There are different pruning strategies for different times of the year, but overall the goal is always the same: to keep the bush vigorous and open, allowing better air circulation through the center of the plant.
Air movement dries the leaves, which helps prevent foliage diseases. Fungal diseases like black spot and powdery mildew are more common on plants with congested growth in the middle of the plant.
Whether you are deadheading blooms during the summer or performing your annual spring cutback, it is important to consider how a rose grows. How you prune a particular rose will always be the same.
Pruning cuts should always be made just above a bud eye. "Bud eye" refers to the area on the stem where branching occurs. In the summer, it's easy to figure out where to prune, just cut right above a set of mature leaves.
On roses, there is always a dormant bud where leaves attach to the stem. You'll have to look a little harder to find the bud eye on dormant or older canes; they are located just above the crescent-shaped leaf scars along the stem.
Basic rose pruning involves the 3 Ds: removing dead, damaged, or diseased branches. Dieback is common in roses and most often occurs when a pruning cut has been made in the middle of a branch as opposed to at the bud eye. Since the rose wants to direct growth into the terminal bud, any portion of the branch left between the pruning cut and next bud eye will die back. Sometimes the closest bud eye is not viable, in which case dieback would occur farther down the stem to the next healthy bud. Dead wood is typically brown in color but may also be blackish if caused by winter cold damage or frost injury.
Do not prune roses in the fall. Simply cut off any dead or diseased canes. Stop fertilizing 6 weeks before the first frost but continue watering during dry autumn weather to help keep plants fortified during the dry winter. Mound, mulch, or add compost after a few frosts but before the ground freezes.

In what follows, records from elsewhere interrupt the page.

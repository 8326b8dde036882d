//! Market snapshot from the Yahoo Finance quoteSummary API.

use crate::snapshot::{MarketSnapshot, keys};

/// Market multiples read from one quoteSummary result.
///
/// `trailing_pe` and `price_to_sales` come from the `summaryDetail` module,
/// `price_to_book` and `enterprise_to_ebitda` from `defaultKeyStatistics`.
#[derive(Debug, Clone, Copy, Default, PartialEq)]
pub struct SnapshotMultiples {
    /// Trailing price to earnings
    pub trailing_pe: Option<f64>,
    /// Trailing twelve month price to sales
    pub price_to_sales: Option<f64>,
    /// Price to book
    pub price_to_book: Option<f64>,
    /// Enterprise value to EBITDA
    pub enterprise_to_ebitda: Option<f64>,
}

impl From<SnapshotMultiples> for MarketSnapshot {
    fn from(multiples: SnapshotMultiples) -> Self {
        let mut snapshot = Self::new();
        let fields = [
            (keys::TRAILING_PE, multiples.trailing_pe),
            (keys::PRICE_TO_SALES, multiples.price_to_sales),
            (keys::PRICE_TO_BOOK, multiples.price_to_book),
            (keys::ENTERPRISE_TO_EBITDA, multiples.enterprise_to_ebitda),
        ];
        for (key, value) in fields {
            if let Some(v) = value {
                snapshot.insert(key, v);
            }
        }
        snapshot
    }
}

#[cfg(test)]
mod tests {
    use super::*;

    #[test]
    fn test_missing_multiples_are_left_out() {
        let snapshot = MarketSnapshot::from(SnapshotMultiples {
            trailing_pe: Some(31.5),
            price_to_book: Some(45.2),
            ..Default::default()
        });

        assert_eq!(snapshot.len(), 2);
        assert_eq!(snapshot.get(keys::TRAILING_PE), Some(31.5));
        assert_eq!(snapshot.get(keys::PRICE_TO_BOOK), Some(45.2));
        assert_eq!(snapshot.get(keys::PRICE_TO_SALES), None);
    }

    #[test]
    fn test_non_finite_multiples_dropped() {
        let snapshot = MarketSnapshot::from(SnapshotMultiples {
            enterprise_to_ebitda: Some(f64::NAN),
            price_to_sales: Some(f64::INFINITY),
            ..Default::default()
        });
        assert!(snapshot.is_empty());
    }

    #[test]
    fn test_no_multiples_is_empty() {
        assert!(MarketSnapshot::from(SnapshotMultiples::default()).is_empty());
    }
}
//! Profitability ratios
//!
//! Margins relate earnings to revenue; returns relate net income to the
//! capital base (equity or assets). All are expressed in percent.

use crate::ops::{Values, percent};
use crate::quantities::Quantities;

/// EBIT as a percentage of revenue.
pub fn operating_margin(q: &Quantities) -> Values {
    percent(&q.ebit, &q.revenue)
}

/// Net income as a percentage of revenue.
pub fn net_margin(q: &Quantities) -> Values {
    percent(&q.net_income, &q.revenue)
}

/// Return on equity: net income over shareholders' equity.
///
/// Negative equity is not filtered; the sign flows into the ratio.
pub fn return_on_equity(q: &Quantities) -> Values {
    percent(&q.net_income, &q.equity)
}

/// Return on assets: net income over total assets.
pub fn return_on_assets(q: &Quantities) -> Values {
    percent(&q.net_income, &q.total_assets)
}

Recommended products and how to use them:
When planting your roses you want to give them the best start possible. We recommend you use either Black Forest, Gardeners Gold, or Rose Planting Mix. All have the nutrients needed to get your roses off to the best start possible. Don't forget to also add in a healthy dose of either Starter Fertilizer or Rose and Flower for that extra little punch they need. All of these products are certified organic. Visit www.kellogggarden.com for more info on all their wonderful products that we carry here at the nursery.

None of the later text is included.